D’autre part, les organisateurs de la METEI partaient du postulat que le bagage génétique de la population de Rapa Nui était homogène, sans tenir compte de la complexe histoire de l’île en matière de migrations, d’esclavage et de maladies (certains habitants étaient en effet les descendants de survivants de la traite des esclaves africains qui furent renvoyés sur l’île et y apportèrent certaines maladies, dont la variole). La population moderne de Rapa Nui est en réalité métissée, issue à la fois d’ancêtres polynésiens, sud-américains, voire africains.

Cette erreur d’appréciation a sapé l’un des objectifs clés du METEI : évaluer l’influence de la génétique sur le risque de maladie. Si l’équipe a publié un certain nombre d’études décrivant la faune associée à Rapa Nui, son incapacité à établir une base de référence est probablement l’une des raisons pour lesquelles aucune étude de suivi n’a été menée après l’achèvement de l’aéroport de l’île de Pâques en 1967.

Rendre crédit à qui de droit

Les omissions qui existent dans les récits sur les origines de la rapamycine sont le reflet d’angles morts éthiques fréquemment présents dans la manière dont on se souvient des découvertes scientifiques.

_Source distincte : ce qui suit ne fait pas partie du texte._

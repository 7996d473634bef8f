//! Counter row in a relational store, updated with one atomic expression.
//!
//! Every increment issues a single `count = count + 1` statement scoped to
//! one row and commits it. There is no separate read step, so the backend is
//! immune to the lost-update race under any isolation level that guarantees
//! atomic single-statement visibility - the store computes the new value
//! server-side.

use crate::error::{CounterError, Result};
use crate::stores::CounterStore;
use crate::txn::{Session, TransactionalStore};

/// Row key the counter lives under.
const COUNTER_KEY: u64 = 1;

/// Counter backend over a [`TransactionalStore`] collaborator.
pub struct RelationalStore<T: TransactionalStore> {
    store: T,
    key: u64,
}

impl<T: TransactionalStore> RelationalStore<T> {
    /// Wraps a transactional store, using the default singleton row key.
    pub fn new(store: T) -> Self {
        RelationalStore {
            store,
            key: COUNTER_KEY,
        }
    }

    /// Wraps a transactional store with an explicit row key.
    pub fn with_key(store: T, key: u64) -> Self {
        RelationalStore { store, key }
    }
}

impl<T: TransactionalStore> CounterStore for RelationalStore<T> {
    /// Creates the counter row at zero if absent; an existing row is left
    /// untouched.
    fn initialize(&self) -> Result<()> {
        let mut session = self.store.session()?;
        match session.select(self.key) {
            Ok(_) => Ok(()),
            Err(CounterError::MissingRow { .. }) => {
                session.upsert_row(self.key, 0, 0)?;
                session.commit()?;
                tracing::info!(key = self.key, "counter row created");
                Ok(())
            }
            Err(err) => Err(err),
        }
    }

    fn increment(&self) -> Result<u64> {
        let mut session = self.store.session()?;
        let value = session.increment_in_place(self.key)?;
        session.commit()?;
        Ok(value)
    }

    fn get_count(&self) -> Result<u64> {
        let mut session = self.store.session()?;
        Ok(session.select(self.key)?.count)
    }

    /// Sessions are per-operation; nothing held open.
    fn close(&self) -> Result<()> {
        Ok(())
    }
}
//! Optimistic versioned increment.
//!
//! Reads `{count, version}`, then writes `{count + 1, version + 1}` guarded
//! by `WHERE version = <observed>`. Zero rows affected means another writer
//! committed in between; the strategy retries from a fresh read. The retry
//! budget is bounded: exhausting it fails the increment with
//! [`OptimisticConflictExhausted`](crate::error::CounterError) rather than
//! spinning forever or silently skipping the update.

use crate::error::{CounterError, Result};
use crate::txn::Session;

/// Attempts before an increment gives up on winning the version race.
pub const DEFAULT_MAX_ATTEMPTS: u32 = 100;

/// One version-guarded increment of the row at `key`, with the default
/// attempt budget.
pub fn apply<S: Session>(session: &mut S, key: u64) -> Result<()> {
    apply_with_budget(session, key, DEFAULT_MAX_ATTEMPTS)
}

/// One version-guarded increment of the row at `key`, giving up after
/// `max_attempts` consecutive version mismatches.
pub fn apply_with_budget<S: Session>(session: &mut S, key: u64, max_attempts: u32) -> Result<()> {
    for attempt in 1..=max_attempts {
        let row = session.select(key)?;
        let applied =
            session.update_if_version(key, row.count + 1, row.version + 1, row.version)?;
        if applied {
            return Ok(());
        }
        tracing::debug!(key, attempt, max_attempts, "version mismatch, re-reading");
    }
    Err(CounterError::OptimisticConflictExhausted {
        attempts: max_attempts,
    })
}
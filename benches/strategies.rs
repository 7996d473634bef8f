use contesa::harness::{run_store, run_strategy, BenchConfig};
use contesa::stores::in_memory::InMemoryStore;
use contesa::stores::CounterStore;
use contesa::strategies::Strategy;
use contesa::txn::memory::MemStore;
use criterion::{black_box, criterion_group, criterion_main, BenchmarkId, Criterion};

const NUM_WORKERS: u32 = 8;
const ITERATIONS_PER_WORKER: u32 = 1_000;

fn bench_strategies(c: &mut Criterion) {
    let mut group = c.benchmark_group("strategy_increment");
    group.sample_size(10);

    for strategy in Strategy::ALL {
        group.bench_function(
            BenchmarkId::new(
                strategy.name(),
                format!("{}workers x {}iter", NUM_WORKERS, ITERATIONS_PER_WORKER),
            ),
            |b| {
                b.iter(|| {
                    let store = MemStore::new();
                    let config = BenchConfig::new(NUM_WORKERS, ITERATIONS_PER_WORKER);
                    black_box(run_strategy(&store, strategy, &config).unwrap())
                })
            },
        );
    }

    group.finish();
}

fn bench_backends(c: &mut Criterion) {
    let mut group = c.benchmark_group("backend_increment");
    group.sample_size(10);

    group.bench_function(
        BenchmarkId::new(
            "memory",
            format!("{}workers x {}iter", NUM_WORKERS, ITERATIONS_PER_WORKER),
        ),
        |b| {
            b.iter(|| {
                let store = InMemoryStore::new();
                store.initialize().unwrap();
                let config = BenchConfig::new(NUM_WORKERS, ITERATIONS_PER_WORKER);
                black_box(run_store(&store, "memory", &config).unwrap())
            })
        },
    );

    group.finish();
}

criterion_group!(benches, bench_strategies, bench_backends);
criterion_main!(benches);
//! Pluggable atomic counter backends.
//!
//! Every backend implements the [`CounterStore`] capability interface -
//! `initialize` / `increment` / `get_count` / `close` - and guarantees that
//! `increment` adds exactly one and returns the new value, each variant with
//! its own mechanism and consistency contract:
//!
//! | Backend | Mechanism | Safe across |
//! |---------|-----------|-------------|
//! | [`in_memory::InMemoryStore`] | one mutex around the integer | threads of one process |
//! | [`file::FileStore`] | in-process lock + atomic rename | threads of one process, crash-safe on disk |
//! | [`relational::RelationalStore`] | server-side `count = count + 1` | any clients of the store |
//! | [`register::RegisterStore`] | linearizable distributed register | any processes/nodes |
//! | [`document::DocumentStore`] | single-document atomic increment | any clients of the store |
//! | [`wide_column::WideColumnStore`] | commutative counter column | any clients, eventually consistent reads |
//!
//! The three networked variants are written against small collaborator
//! traits ([`register::AtomicRegister`], [`document::DocumentCollection`],
//! [`wide_column::CounterColumnFamily`]); each module ships an in-process
//! loopback implementation so the facade, the harness and the tests run
//! without external services.
//!
//! Backends are selected by the closed [`BackendKind`] tag; process-wide
//! single instances are owned by [`crate::service::BackendRegistry`].

pub mod document;
pub mod file;
pub mod in_memory;
pub mod register;
pub mod relational;
pub mod wide_column;

use crate::error::{CounterError, Result};

/// Capability interface implemented by every counter backend.
///
/// Implementations are shared by all callers in-process, so every method
/// takes `&self` and must be safe for concurrent use (internal locking or
/// server-side atomicity).
pub trait CounterStore: Send + Sync {
    /// Idempotent setup: create the underlying schema/file/row if absent.
    ///
    /// Fails with [`BackendUnavailable`](CounterError::BackendUnavailable)
    /// if the underlying system cannot be reached; this is fatal to the
    /// caller and never retried internally.
    fn initialize(&self) -> Result<()>;

    /// Atomically adds one to the counter and returns the new value.
    fn increment(&self) -> Result<u64>;

    /// Reads the current value without side effects.
    fn get_count(&self) -> Result<u64>;

    /// Releases underlying connections/handles. Safe to call repeatedly.
    fn close(&self) -> Result<()>;
}

/// The closed set of backend variants.
#[derive(Debug, Clone, Copy, PartialEq, Eq, Hash)]
pub enum BackendKind {
    /// Mutex-guarded integer in process memory.
    InMemory,
    /// Value persisted to a file with atomic replace on write.
    FileBacked,
    /// Relational row updated with a single atomic expression.
    RelationalRaw,
    /// Linearizable distributed atomic register.
    DistributedRegister,
    /// Document store with single-document atomic increments.
    DocumentAtomicUpdate,
    /// Wide-column counter column with commutative merges.
    WideColumnCounter,
}

impl BackendKind {
    /// Every backend, in catalog order.
    pub const ALL: [BackendKind; 6] = [
        BackendKind::InMemory,
        BackendKind::FileBacked,
        BackendKind::RelationalRaw,
        BackendKind::DistributedRegister,
        BackendKind::DocumentAtomicUpdate,
        BackendKind::WideColumnCounter,
    ];

    /// Stable name used on the selection surface.
    pub fn name(&self) -> &'static str {
        match self {
            BackendKind::InMemory => "memory",
            BackendKind::FileBacked => "file",
            BackendKind::RelationalRaw => "relational",
            BackendKind::DistributedRegister => "register",
            BackendKind::DocumentAtomicUpdate => "document",
            BackendKind::WideColumnCounter => "wide-column",
        }
    }
}

impl std::fmt::Display for BackendKind {
    fn fmt(&self, f: &mut std::fmt::Formatter<'_>) -> std::fmt::Result {
        f.write_str(self.name())
    }
}

impl std::str::FromStr for BackendKind {
    type Err = CounterError;

    fn from_str(s: &str) -> Result<Self> {
        BackendKind::ALL
            .iter()
            .copied()
            .find(|kind| kind.name() == s)
            .ok_or_else(|| CounterError::BackendUnavailable(format!("unknown backend: {s}")))
    }
}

Georges Nogrady rapporta de Rapa Nui des échantillons de sol, dont l’un parvint à Ayerst Research Laboratories. Là, Surendra Sehgal et son équipe isolèrent ce qui fut nommé rapamycine, qu’ils finirent par commercialiser à la fin des années 1990 en tant qu’immunosuppresseur, sous le nom Rapamune. Si l’on connaît bien l’obstination de Sehgal, qui fut déterminante pour mener à bien le projet en dépit des bouleversements qui agitaient à cette époque la société pharmaceutique pour laquelle il travaillait – il alla même jusqu’à dissimuler une culture de bactéries chez lui – ni Nogrady ni la METEI ne furent jamais crédités dans les principaux articles scientifiques qu’il publia.

Bien que la rapamycine ait généré des milliards de dollars de revenus, le peuple de Rapa Nui n’en a tiré aucun bénéfice financier à ce jour. Cela soulève des questions sur les droits des peuples autochtones ainsi que sur la biopiraterie (qui peut être définie comme « l’appropriation illégitime par un sujet, notamment par voie de propriété intellectuelle, parfois de façon illicite, de ressources naturelles, et/ou éventuellement de ressources culturelles en lien avec elles, au détriment d’un autre sujet », ndlr), autrement dit dans ce contexte la commercialisation de connaissances autochtones sans contrepartie.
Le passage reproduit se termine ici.